[Exercise brief] Please restate the data word for word, leaving out no line.

(Collected data entries)

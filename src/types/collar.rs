//! Casing collar and cut-proposal types

use serde::{Deserialize, Serialize};

use super::Curve;

/// Spacing validity of a detected collar.
#[derive(Debug, Clone, Copy, PartialEq, Eq, Serialize, Deserialize)]
pub enum CollarValidity {
    /// First collar of a chain, or spaced within tolerance of the previous one
    Valid,
    /// Spacing to the previous collar outside `[spacing - tol, spacing + tol]`
    Invalid,
}

/// A de-duplicated collar hit.
#[derive(Debug, Clone, PartialEq, Serialize, Deserialize)]
pub struct Collar {
    /// Sequential label `C.1`, `C.2`, ... in ascending depth
    pub label: String,
    pub depth: f64,
    /// CCL reading that triggered the detection
    pub ccl: f64,
    pub validity: CollarValidity,
}

impl Collar {
    pub fn is_valid(&self) -> bool {
        self.validity == CollarValidity::Valid
    }
}

/// A sensor no-data marker found in one of the canonical curves.
#[derive(Debug, Clone, Copy, PartialEq, Serialize, Deserialize)]
pub struct SentinelAnomaly {
    pub depth: f64,
    pub curve: Curve,
}

/// Adaptive CCL thresholds derived from the whole curve.
#[derive(Debug, Clone, Copy, PartialEq, Serialize, Deserialize)]
pub struct CollarThresholds {
    /// `gain × (max − mean)`; readings above it are collar candidates
    pub upper: f64,
    /// `gain × (min − mean)`; reported for display only
    pub lower: f64,
    pub gain_fraction: f64,
}

/// Result of a collar scan.
#[derive(Debug, Clone, Default, PartialEq, Serialize, Deserialize)]
pub struct CollarScan {
    /// Retained collars in ascending depth, valid and invalid
    pub collars: Vec<Collar>,
    /// Sentinel readings, independent of collar validity
    pub anomalies: Vec<SentinelAnomaly>,
}

impl CollarScan {
    pub fn valid_collars(&self) -> impl Iterator<Item = &Collar> {
        self.collars.iter().filter(|c| c.is_valid())
    }
}

/// Pipe response category used only for cut proposals, by CBL as a
/// percentage of the maximum observed CBL.
#[derive(Debug, Clone, Copy, PartialEq, Eq, Hash, PartialOrd, Ord, Serialize, Deserialize)]
pub enum PipeResponse {
    /// >= 90 %
    #[serde(rename = "LIBRE")]
    Free,
    /// [60, 90) %
    #[serde(rename = "AGARRE")]
    Stuck,
    /// [25, 60) %
    #[serde(rename = "CUPLA")]
    Collar,
    /// < 25 %
    #[serde(rename = "CUERPO")]
    Body,
}

/// One evaluated collar window for a cut decision.
#[derive(Debug, Clone, PartialEq, Serialize, Deserialize)]
pub struct CutCandidate {
    pub collar_label: String,
    pub collar_depth: f64,
    /// Exclusive upper end of the lookback window
    pub range_top: f64,
    /// Inclusive lower end (the collar depth)
    pub range_base: f64,
    pub sample_count: usize,
    pub free_percentage: f64,
    pub stuck_percentage: f64,
    /// `free_percentage > stuck_percentage`
    pub qualifies: bool,
}

/// The recommended cut.
#[derive(Debug, Clone, PartialEq, Serialize, Deserialize)]
pub struct ProposedCut {
    pub collar_label: String,
    pub collar_depth: f64,
    pub cut_depth: f64,
}

/// All candidate windows plus the selected cut, if any.
#[derive(Debug, Clone, Default, PartialEq, Serialize, Deserialize)]
pub struct CutEvaluation {
    /// Candidates in deepest-first order
    pub candidates: Vec<CutCandidate>,
    pub proposal: Option<ProposedCut>,
}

[Answer box]
filename src/types/collar.rs
//! Casing collar and cut-proposal types

use serde::{Deserialize, Serialize};

use super::Curve;

/// Spacing validity of a detected collar.
#[derive(Debug, Clone, Copy, PartialEq, Eq, Serialize, Deserialize)]
pub enum CollarValidity {
    /// First collar of a chain, or spaced within tolerance of the previous one
    Valid,
    /// Spacing to the previous collar outside `[spacing - tol, spacing + tol]`
    Invalid,
}

/// A de-duplicated collar hit.
#[derive(Debug, Clone, PartialEq, Serialize, Deserialize)]
pub struct Collar {
    /// Sequential label `C.1`, `C.2`, ... in ascending depth
    pub label: String,
    pub depth: f64,
    /// CCL reading that triggered the detection
    pub ccl: f64,
    pub validity: CollarValidity,
}

impl Collar {
    pub fn is_valid(&self) -> bool {
        self.validity == CollarValidity::Valid
    }
}

/// A sensor no-data marker found in one of the canonical curves.
#[derive(Debug, Clone, Copy, PartialEq, Serialize, Deserialize)]
pub struct SentinelAnomaly {
    pub depth: f64,
    pub curve: Curve,
}

/// Adaptive CCL thresholds derived from the whole curve.
#[derive(Debug, Clone, Copy, PartialEq, Serialize, Deserialize)]
pub struct CollarThresholds {
    /// `gain × (max − mean)`; readings above it are collar candidates
    pub upper: f64,
    /// `gain × (min − mean)`; reported for display only
    pub lower: f64,
    pub gain_fraction: f64,
}

/// Result of a collar scan.
#[derive(Debug, Clone, Default, PartialEq, Serialize, Deserialize)]
pub struct CollarScan {
    /// Retained collars in ascending depth, valid and invalid
    pub collars: Vec<Collar>,
    /// Sentinel readings, independent of collar validity
    pub anomalies: Vec<SentinelAnomaly>,
}

impl CollarScan {
    pub fn valid_collars(&self) -> impl Iterator<Item = &Collar> {
        self.collars.iter().filter(|c| c.is_valid())
    }
}

/// Pipe response category used only for cut proposals, by CBL as a
/// percentage of the maximum observed CBL.
#[derive(Debug, Clone, Copy, PartialEq, Eq, Hash, PartialOrd, Ord, Serialize, Deserialize)]
pub enum PipeResponse {
    /// >= 90 %
    #[serde(rename = "LIBRE")]
    Free,
    /// [60, 90) %
    #[serde(rename = "AGARRE")]
    Stuck,
    /// [25, 60) %
    #[serde(rename = "CUPLA")]
    Collar,
    /// < 25 %
    #[serde(rename = "CUERPO")]
    Body,
}

/// One evaluated collar window for a cut decision.
#[derive(Debug, Clone, PartialEq, Serialize, Deserialize)]
pub struct CutCandidate {
    pub collar_label: String,
    pub collar_depth: f64,
    /// Exclusive upper end of the lookback window
    pub range_top: f64,
    /// Inclusive lower end (the collar depth)
    pub range_base: f64,
    pub sample_count: usize,
    pub free_percentage: f64,
    pub stuck_percentage: f64,
    /// `free_percentage > stuck_percentage`
    pub qualifies: bool,
}

/// The recommended cut.
#[derive(Debug, Clone, PartialEq, Serialize, Deserialize)]
pub struct ProposedCut {
    pub collar_label: String,
    pub collar_depth: f64,
    pub cut_depth: f64,
}

/// All candidate windows plus the selected cut, if any.
#[derive(Debug, Clone, Default, PartialEq, Serialize, Deserialize)]
pub struct CutEvaluation {
    /// Candidates in deepest-first order
    pub candidates: Vec<CutCandidate>,
    pub proposal: Option<ProposedCut>,
}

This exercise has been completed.